William Henry Davies (23 June 1831 – 21 April 1921) was a British-born Canadian businessman who established a company that packed and shipped salt pork from Toronto to the United Kingdom. The William Davies Company grew to be the largest pork packer in the British Empire, giving Toronto its nickname of "Hogtown", and introducing peameal bacon.

Life and career
Davies was born in Wallingford, England, the son of Charles Davies and Rachel Smallbone. He left school at 12 to become an apprentice. Within a decade, he had his own meat-curing and retail business in Reading, England. Davies married Emma Holtby in 1853, and the two immigrated to Toronto in 1854.

He started the William Davies Company in 1857. In 1860, he began exporting bacon to England. In 1864, Davies had his own building for cutting and smoking meats.
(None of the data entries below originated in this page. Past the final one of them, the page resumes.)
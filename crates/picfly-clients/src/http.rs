use std::path::Path;
use std::time::Duration;

use picfly_config::ocr::OcrConfig;
use picfly_config::upload::UploadConfig;
use reqwest::multipart::{Form, Part};

use crate::response::{extract_text, snippet};
use crate::{ClientError, OcrClient, UploadClient, UploadPayload};

fn build_client(timeout_seconds: u64) -> Result<reqwest::Client, ClientError> {
    Ok(reqwest::Client::builder()
        .connect_timeout(Duration::from_secs(10))
        .timeout(Duration::from_secs(timeout_seconds.max(1)))
        .build()?)
}

fn mime_for(path: &Path) -> &'static str {
    let ext = path
        .extension()
        .and_then(|e| e.to_str())
        .map(str::to_ascii_lowercase);
    match ext.as_deref() {
        Some("jpg" | "jpeg") => "image/jpeg",
        Some("gif") => "image/gif",
        Some("bmp") => "image/bmp",
        Some("webp") => "image/webp",
        _ => "image/png",
    }
}

/// Multipart form carrying `payload` under `field`.
///
/// Files keep their own name and MIME type, links go as a plain text value.
async fn form_for(field: String, payload: UploadPayload) -> Result<Form, ClientError> {
    let form = match payload {
        UploadPayload::Bytes(png) => Form::new().part(field, png_part(png)?),
        UploadPayload::Path(path) => {
            let data = tokio::fs::read(&path)
                .await
                .map_err(|source| ClientError::Read {
                    path: path.clone(),
                    source,
                })?;
            let name = path
                .file_name()
                .map(|n| n.to_string_lossy().into_owned())
                .unwrap_or_else(|| "image".to_string());
            let part = Part::bytes(data)
                .file_name(name)
                .mime_str(mime_for(&path))
                .map_err(ClientError::Network)?;
            Form::new().part(field, part)
        }
        UploadPayload::Url(url) => Form::new().text(field, url),
    };
    Ok(form)
}

fn png_part(png: Vec<u8>) -> Result<Part, ClientError> {
    Part::bytes(png)
        .file_name("picfly.png")
        .mime_str("image/png")
        .map_err(ClientError::Network)
}

/// POST `form` to `endpoint` and return the raw body of a successful response.
async fn post_form(
    http: &reqwest::Client,
    endpoint: &str,
    token: &str,
    form: Form,
) -> Result<String, ClientError> {
    let mut request = http.post(endpoint).multipart(form);
    if !token.is_empty() {
        request = request.bearer_auth(token);
    }

    let response = request.send().await?;
    let status = response.status();
    let body = response.text().await?;
    if !status.is_success() {
        return Err(ClientError::Status {
            status: status.as_u16(),
            body: snippet(&body),
        });
    }
    Ok(body)
}

/// Multipart uploader for image hosts that answer with JSON
pub struct HttpUploader {
    config: UploadConfig,
    http: reqwest::Client,
}

impl HttpUploader {
    pub fn new(config: UploadConfig) -> Result<Self, ClientError> {
        let http = build_client(config.timeout_seconds)?;
        Ok(Self::with_client(config, http))
    }

    pub fn with_client(config: UploadConfig, http: reqwest::Client) -> Self {
        Self { config, http }
    }
}

#[async_trait::async_trait]
impl UploadClient for HttpUploader {
    async fn upload(&self, payload: UploadPayload) -> Result<String, ClientError> {
        if self.config.endpoint.is_empty() {
            return Err(ClientError::NotConfigured("upload"));
        }

        tracing::debug!(kind = payload.kind(), endpoint = %self.config.endpoint, "uploading");
        let form = form_for(self.config.file_field.clone(), payload).await?;
        let body = post_form(&self.http, &self.config.endpoint, &self.config.token, form).await?;

        let link = extract_text(&body, &self.config.link_pointer)?;
        if link.is_empty() {
            return Err(ClientError::Response("empty link in response".into()));
        }
        tracing::info!(%link, "upload finished");
        Ok(link)
    }
}

/// Multipart client for an OCR service that answers with JSON
pub struct HttpOcrClient {
    config: OcrConfig,
    http: reqwest::Client,
}

impl HttpOcrClient {
    pub fn new(config: OcrConfig) -> Result<Self, ClientError> {
        let http = build_client(config.timeout_seconds)?;
        Ok(Self::with_client(config, http))
    }

    pub fn with_client(config: OcrConfig, http: reqwest::Client) -> Self {
        Self { config, http }
    }
}

#[async_trait::async_trait]
impl OcrClient for HttpOcrClient {
    async fn recognize(&self, image: UploadPayload) -> Result<String, ClientError> {
        if self.config.endpoint.is_empty() {
            return Err(ClientError::NotConfigured("OCR"));
        }

        tracing::debug!(kind = image.kind(), endpoint = %self.config.endpoint, "recognizing");
        let form = form_for(self.config.file_field.clone(), image).await?;
        let body = post_form(&self.http, &self.config.endpoint, &self.config.token, form).await?;

        let text = extract_text(&body, &self.config.text_pointer)?;
        tracing::info!(chars = text.chars().count(), "OCR finished");
        Ok(text)
    }
}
In 1874, a new building was built near the mouth of the Don River.

In 1892, Davies took on Joseph Flavelle as a partner in the business. The partnership flourished to the point where the business slaughtered 500,000 pigs per year, and the two became millionaires.

In 1909, Davies retired from the business, but he retained a share of the company. In 1919, Davies' grandson Edward Carey Fox bought the company, but it later faltered and was merged into Canada Packers (now Maple Leaf Foods) in 1927.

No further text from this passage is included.